• [PROVIDED RECORDS]:
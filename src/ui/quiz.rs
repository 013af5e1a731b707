//! Question screen.

use ratatui::prelude::*;
use ratatui::widgets::{Block, Borders, Padding, Paragraph, Wrap};

use crate::app::App;
use crate::events::Feedback;

use super::Palette;

const OPTION_LABELS: [char; 4] = ['A', 'B', 'C', 'D'];

pub fn render(frame: &mut Frame, area: Rect, app: &App, palette: &Palette) {
    let Some(question) = app.current_question() else {
        return;
    };

    let chunks = Layout::vertical([
        Constraint::Length(1),  // progress
        Constraint::Length(6),  // question text
        Constraint::Min(10),    // options
        Constraint::Length(1),  // feedback flash
        Constraint::Length(1),  // controls
    ])
    .margin(1)
    .split(area);

    render_progress(frame, chunks[0], app, palette);
    render_question_text(frame, chunks[1], &question.prompt, palette);
    render_options(
        frame,
        chunks[2],
        &question.options,
        app.selected_option(),
        palette,
    );
    render_feedback(frame, chunks[3], app.last_feedback());
    render_controls(frame, chunks[4], palette);
}

fn render_progress(frame: &mut Frame, area: Rect, app: &App, palette: &Palette) {
    let progress = format!(
        "Question {} of {}    Score {}",
        app.question_number(),
        app.total_questions(),
        app.score()
    );
    let widget = Paragraph::new(progress)
        .alignment(Alignment::Right)
        .fg(palette.dim);
    frame.render_widget(widget, area);
}

fn render_question_text(frame: &mut Frame, area: Rect, text: &str, palette: &Palette) {
    let widget = Paragraph::new(text)
        .wrap(Wrap { trim: true })
        .fg(palette.text)
        .bold()
        .block(
            Block::default()
                .borders(Borders::ALL)
                .border_style(palette.dim)
                .padding(Padding::horizontal(1)),
        );
    frame.render_widget(widget, area);
}

fn render_options(
    frame: &mut Frame,
    area: Rect,
    options: &[String; 4],
    selected: usize,
    palette: &Palette,
) {
    let mut lines: Vec<Line> = Vec::with_capacity(options.len() * 2);

    for (index, option) in options.iter().enumerate() {
        let is_selected = index == selected;
        let style = if is_selected {
            Style::default().fg(palette.accent).bold()
        } else {
            Style::default().fg(palette.text)
        };
        let marker = if is_selected { ">" } else { " " };

        lines.push(Line::from(vec![
            Span::styled(format!(" {} ", marker), style),
            Span::styled(format!("{}. ", OPTION_LABELS[index]), style),
            Span::styled(option.as_str(), style),
        ]));
        lines.push(Line::from(""));
    }

    frame.render_widget(Paragraph::new(lines), area);
}

fn render_feedback(frame: &mut Frame, area: Rect, feedback: Option<Feedback>) {
    let (text, color) = match feedback {
        Some(Feedback::Correct) => ("Correct!", Color::Green),
        Some(Feedback::Incorrect) => ("Wrong!", Color::Red),
        _ => return,
    };

    let widget = Paragraph::new(text)
        .alignment(Alignment::Center)
        .style(Style::default().fg(color).bold());
    frame.render_widget(widget, area);
}

fn render_controls(frame: &mut Frame, area: Rect, palette: &Palette) {
    let widget = Paragraph::new("j/k navigate  ·  enter answer  ·  t theme  ·  q quit")
        .alignment(Alignment::Center)
        .fg(palette.dim);
    frame.render_widget(widget, area);
}
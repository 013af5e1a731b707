mod provider;

pub use provider::{LoadError, QUESTION_COUNT, TriviaClient};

• [TASK ITEM]:
Go through the data above and return every line exactly.

• [SOLUTION]:
filename src/ui/quiz.rs
repository 013af5e1a731b707
//! Question screen.

use ratatui::prelude::*;
use ratatui::widgets::{Block, Borders, Padding, Paragraph, Wrap};

use crate::app::App;
use crate::events::Feedback;

use super::Palette;

const OPTION_LABELS: [char; 4] = ['A', 'B', 'C', 'D'];

pub fn render(frame: &mut Frame, area: Rect, app: &App, palette: &Palette) {
    let Some(question) = app.current_question() else {
        return;
    };

    let chunks = Layout::vertical([
        Constraint::Length(1),  // progress
        Constraint::Length(6),  // question text
        Constraint::Min(10),    // options
        Constraint::Length(1),  // feedback flash
        Constraint::Length(1),  // controls
    ])
    .margin(1)
    .split(area);

    render_progress(frame, chunks[0], app, palette);
    render_question_text(frame, chunks[1], &question.prompt, palette);
    render_options(
        frame,
        chunks[2],
        &question.options,
        app.selected_option(),
        palette,
    );
    render_feedback(frame, chunks[3], app.last_feedback());
    render_controls(frame, chunks[4], palette);
}

fn render_progress(frame: &mut Frame, area: Rect, app: &App, palette: &Palette) {
    let progress = format!(
        "Question {} of {}    Score {}",
        app.question_number(),
        app.total_questions(),
        app.score()
    );
    let widget = Paragraph::new(progress)
        .alignment(Alignment::Right)
        .fg(palette.dim);
    frame.render_widget(widget, area);
}

fn render_question_text(frame: &mut Frame, area: Rect, text: &str, palette: &Palette) {
    let widget = Paragraph::new(text)
        .wrap(Wrap { trim: true })
        .fg(palette.text)
        .bold()
        .block(
            Block::default()
                .borders(Borders::ALL)
                .border_style(palette.dim)
                .padding(Padding::horizontal(1)),
        );
    frame.render_widget(widget, area);
}

fn render_options(
    frame: &mut Frame,
    area: Rect,
    options: &[String; 4],
    selected: usize,
    palette: &Palette,
) {
    let mut lines: Vec<Line> = Vec::with_capacity(options.len() * 2);

    for (index, option) in options.iter().enumerate() {
        let is_selected = index == selected;
        let style = if is_selected {
            Style::default().fg(palette.accent).bold()
        } else {
            Style::default().fg(palette.text)
        };
        let marker = if is_selected { ">" } else { " " };

        lines.push(Line::from(vec![
            Span::styled(format!(" {} ", marker), style),
            Span::styled(format!("{}. ", OPTION_LABELS[index]), style),
            Span::styled(option.as_str(), style),
        ]));
        lines.push(Line::from(""));
    }

    frame.render_widget(Paragraph::new(lines), area);
}

fn render_feedback(frame: &mut Frame, area: Rect, feedback: Option<Feedback>) {
    let (text, color) = match feedback {
        Some(Feedback::Correct) => ("Correct!", Color::Green),
        Some(Feedback::Incorrect) => ("Wrong!", Color::Red),
        _ => return,
    };

    let widget = Paragraph::new(text)
        .alignment(Alignment::Center)
        .style(Style::default().fg(color).bold());
    frame.render_widget(widget, area);
}

fn render_controls(frame: &mut Frame, area: Rect, palette: &Palette) {
    let widget = Paragraph::new("j/k navigate  ·  enter answer  ·  t theme  ·  q quit")
        .alignment(Alignment::Center)
        .fg(palette.dim);
    frame.render_widget(widget, area);
}
repository 013af5e1a731b707
mod provider;

pub use provider::{LoadError, QUESTION_COUNT, TriviaClient};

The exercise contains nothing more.